La cuillère monte lentement à la bouche de Fred. Un peu de soupe rouge tache la commissure de ses lèvres. Ses gestes manquent de force, de précision. Elle regarde ce corps aimé, privé de sa vitalité. Sa maladie a commencé après la mort de Lili, il y a deux semaines. Cela fait quatre jours qu’il ne peut plus se lever. Il repose le bol sur le plateau, se saisit d’un quartier de mandarine et l’avale sans l’inspecter. Indifférent.
 
« Je n’arrive pas à croire ce que tu nous as dit, Anna. Je refuse d’y croire ! Les filles, il faut qu’on en parle ! » s’est emportée Manon tout à l’heure, face au silence gêné de ses amies. La mère de Lili a appelé Anna la semaine dernière. Elle avait enfin trouvé le courage d’aller débarrasser le studio de sa fille. Elle enfournait dans un sac les papiers laissés en vrac sur le bureau, les yeux embués par les sanglots, lorsqu’une feuille singulière, saturée d’encre noire, attira son attention. Sa main aux doigts vernis essuya les larmes. La vision se fit plus nette. Le souffle lui manqua. Une échographie. Lili était enceinte de quatre mois.

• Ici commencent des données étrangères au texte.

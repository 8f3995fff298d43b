//! A [`FontProvider`] backed by font files in a local directory.

use std::fs;
use std::path::{Path, PathBuf};

use bytes::Bytes;
use tracing::{debug, warn};

use fontreq_core::{FontFamilyResult, FontInfo, FontProvider, FontRequest, FontStyle, ProviderError, Typeface};

const FONT_EXTENSIONS: &[&str] = &["ttf", "otf", "ttc"];

/// Serves families from font files whose stem starts with the query.
pub struct DirectoryProvider {
    root: PathBuf,
}

impl DirectoryProvider {
    pub fn new(root: impl Into<PathBuf>) -> Self {
        Self { root: root.into() }
    }

    fn matching_files(&self, query: &str) -> Vec<PathBuf> {
        let needle = query.to_lowercase();
        let mut files: Vec<PathBuf> = walkdir::WalkDir::new(&self.root)
            .follow_links(true)
            .into_iter()
            .filter_map(|e| e.ok())
            .map(|e| e.into_path())
            .filter(|path| path.is_file() && is_font_file(path))
            .filter(|path| {
                path.file_stem()
                    .and_then(|s| s.to_str())
                    .map(|stem| stem.to_lowercase().starts_with(&needle))
                    .unwrap_or(false)
            })
            .collect();
        files.sort();
        files
    }
}

fn is_font_file(path: &Path) -> bool {
    path.extension()
        .and_then(|e| e.to_str())
        .map(|e| FONT_EXTENSIONS.contains(&e.to_lowercase().as_str()))
        .unwrap_or(false)
}

/// Guess weight and slant from conventional file name suffixes.
fn describe(path: &Path) -> FontInfo {
    let stem = path
        .file_stem()
        .and_then(|s| s.to_str())
        .unwrap_or_default()
        .to_lowercase();
    let mut info = FontInfo::new(path.display().to_string());
    info.weight = if stem.contains("bold") { 700 } else { 400 };
    info.italic = stem.contains("italic");
    info
}

impl FontProvider for DirectoryProvider {
    fn fetch_fonts(&self, request: &FontRequest) -> Result<FontFamilyResult, ProviderError> {
        if !self.root.is_dir() {
            return Err(ProviderError::NotFound(self.root.display().to_string()));
        }
        let files = self.matching_files(&request.query);
        debug!(query = %request.query, matches = files.len(), "scanned font directory");
        Ok(FontFamilyResult::ok(files.iter().map(|p| describe(p)).collect()))
    }

    fn create_typeface(&self, request: &FontRequest, fonts: &[FontInfo], style: FontStyle) -> Option<Typeface> {
        // Prefer the file closest to the requested style.
        let best = fonts.iter().min_by_key(|font| {
            let weight_miss = (font.weight >= 700) != style.is_bold();
            let slant_miss = font.italic != style.is_italic();
            weight_miss as u8 + slant_miss as u8
        })?;

        match fs::read(&best.uri) {
            Ok(data) if !data.is_empty() => Some(Typeface::new(
                request.query.clone(),
                style,
                vec![best.clone()],
                Bytes::from(data),
            )),
            Ok(_) => {
                warn!(file = %best.uri, "font file is empty");
                None
            }
            Err(e) => {
                warn!(file = %best.uri, error = %e, "failed to read font file");
                None
            }
        }
    }
}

« Comment a-t-elle pu nous cacher ça ? Anna, toi qui la voyais souvent, elle avait quelqu’un ? Pourquoi elle ne nous a rien dit ? » Manon ne se calmait pas.Anna avait secoué la tête. Les mots refusaient toujours de venir à elle et de former une combinaison intelligente, sensée au moins, avec laquelle elle aurait pu satisfaire son amie. Mais non. Rien. Le vide. Elle était ailleurs, partie remonter le temps. Elle se trouvait un mois auparavant, dans sa salle de bain. Elle allait faire une machine et triait le linge sale. Méticuleuse toujours : les couleurs d’un côté, le noir et le blanc de l’autre. Elle s’était saisie des sous-vêtements de Fred et avait entrepris de les défroisser. Quelque chose s’était glissé sous l’ongle de son index et l’avait coupée, comme peut le faire une feuille de papier. Elle avait alors attrapé de l’autre main un long fil, brillant comme le soleil. Un cheveu blond comme les blés.
 
Aujourd’hui, les trois amies ont bu et mangé, autour de questions sans réponse et de soupirs. Elles ont esquivé ce qui était important, ce que leurs regards de chien de faïence essayaient de dire : les trahisons, les secrets, la vie qui ne nous offre aucune certitude, en amour comme en amitié.
 
Anna continue d’observer l’ombre de Fred dans l’ombre de leur chambre, dans l’ombre de ce qu’ils ont été. Elle se demande s’il sait qu’il allait être père. Jusqu’où allaient leurs projets ? Qu’allaient-ils faire d’elle ? Une foule de questions se soulève dans un tourbillon effréné, puis toutes retombent comme les feuilles mortes une fois la bourrasque passée. Peu importe. Elle n’allait pas leur laisser le luxe de décider pour elle. Elle se saisit de la petite soucoupe contenant les gélules et les présente à son amour, en poussant vers lui le verre d’eau. « Tu dois te soigner » dit-elle, douce comme toujours. Les mêmes gélules qu’elle a conseillées à Lili pour soigner ses migraines, le jour de sa mort. Il avale les comprimés un à un. La combinaison est différente cette fois. Cela pourrait éveiller les soupçons si les causes du décès étaient similaires. Anna est méticuleuse, elle y a pensé.